April 19, 2015
I’ve always loved masks — growing up, Halloween was a favorite and the Mexican folk masks in the basement always intrigued me. So it’s no surprise that I was fascinated by this exhibit of about 100 masks from a variety cultures at the Rubin Museum of Art, from the museums own collection and loans from many other major museums.
Some of the masks are from the Northern India, Nepal, Bhutan, and Mongolia, in keeping with the Rubin’s core mission of Himalayan art; there were not many from Tibet, however since these type of artifacts were mostly destroyed during the Cultural Revolution. Others masks were from Buddhist traditions in Japan. But it was interesting that they also included masks from Indigenous people of the Pacific NorthWest, and Siberia. As it turns out these two groups seem to have similar cultures, reinforcing the theory of migrations across the Bearing Straights (possibly in both directions).
One of my favorite masks was actually from a Cherokee artist (the Cherokee were from the American Southwest before being relocated to the western US). This huge mask includes a mechanism that allows the mask to open up, revealing another mask inside, doubling down on the transformational theme of masks. Apparently, the dancer would manipulate his mask to open it at key moments in the dance-drama. This seems to combine aspects of puppetry, another interest of mine.
The Raven mask, from the Kwakwaka’wakw people of the Canadian Northwest, interested me because of its dimensions. At over three feet long, it would take an acrobat and an athlete to perform in such a mask.

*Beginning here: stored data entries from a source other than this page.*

//! Post Entity
//!
//! A feed post as served by the remote content service.

use serde::{Deserialize, Serialize};
use super::entity::Entity;

/// Reaction counters attached to a post
#[derive(Debug, Clone, Copy, Default, PartialEq, Eq, Serialize, Deserialize)]
#[serde(from = "ReactionsWire")]
pub struct Reactions {
    pub likes: u32,
    pub dislikes: u32,
}

/// Older API revisions report a bare like count instead of an object.
#[derive(Deserialize)]
#[serde(untagged)]
enum ReactionsWire {
    Counts {
        #[serde(default)]
        likes: u32,
        #[serde(default)]
        dislikes: u32,
    },
    Likes(u32),
}

impl From<ReactionsWire> for Reactions {
    fn from(wire: ReactionsWire) -> Self {
        match wire {
            ReactionsWire::Counts { likes, dislikes } => Reactions { likes, dislikes },
            ReactionsWire::Likes(likes) => Reactions { likes, dislikes: 0 },
        }
    }
}

/// A feed post
#[derive(Debug, Clone, PartialEq, Serialize, Deserialize)]
#[serde(rename_all = "camelCase")]
pub struct Post {
    /// Unique identifier
    pub id: u32,
    pub title: String,
    pub body: String,
    /// Owning author
    pub user_id: u32,
    /// Tag labels, unordered
    #[serde(default)]
    pub tags: Vec<String>,
    #[serde(default)]
    pub reactions: Reactions,
    #[serde(default, skip_serializing_if = "Option::is_none")]
    pub views: Option<u32>,
}

impl Post {
    pub fn new(id: u32, title: impl Into<String>, body: impl Into<String>, user_id: u32) -> Self {
        Self {
            id,
            title: title.into(),
            body: body.into(),
            user_id,
            tags: Vec::new(),
            reactions: Reactions::default(),
            views: None,
        }
    }

    pub fn with_tags<I, T>(mut self, tags: I) -> Self
    where
        I: IntoIterator<Item = T>,
        T: Into<String>,
    {
        self.tags = tags.into_iter().map(Into::into).collect();
        self
    }

    pub fn with_reactions(mut self, likes: u32, dislikes: u32) -> Self {
        self.reactions = Reactions { likes, dislikes };
        self
    }

    pub fn likes(&self) -> u32 {
        self.reactions.likes
    }
}

impl Entity for Post {
    type Id = u32;

    fn id(&self) -> Self::Id {
        self.id
    }
}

The Japanese horned mask was another favorite, perhaps because its humor spoke to me across cultures. It was not clear to me why they picked these these cultures, while leaving out masks from Africa and the Pacific Islands. Perhaps they were left out because they are already well known to us, as they had such a large impact on 20th Century art.
Looking at all of these masks mounted in cases, made me yearn to try them on, and the Rubin used technology to satisfy these cravings. They installed a wall full of iPads with an augmented reality app for users to try on the masks virtually, and to email themselves the results. As you can see, I had fun playing with this.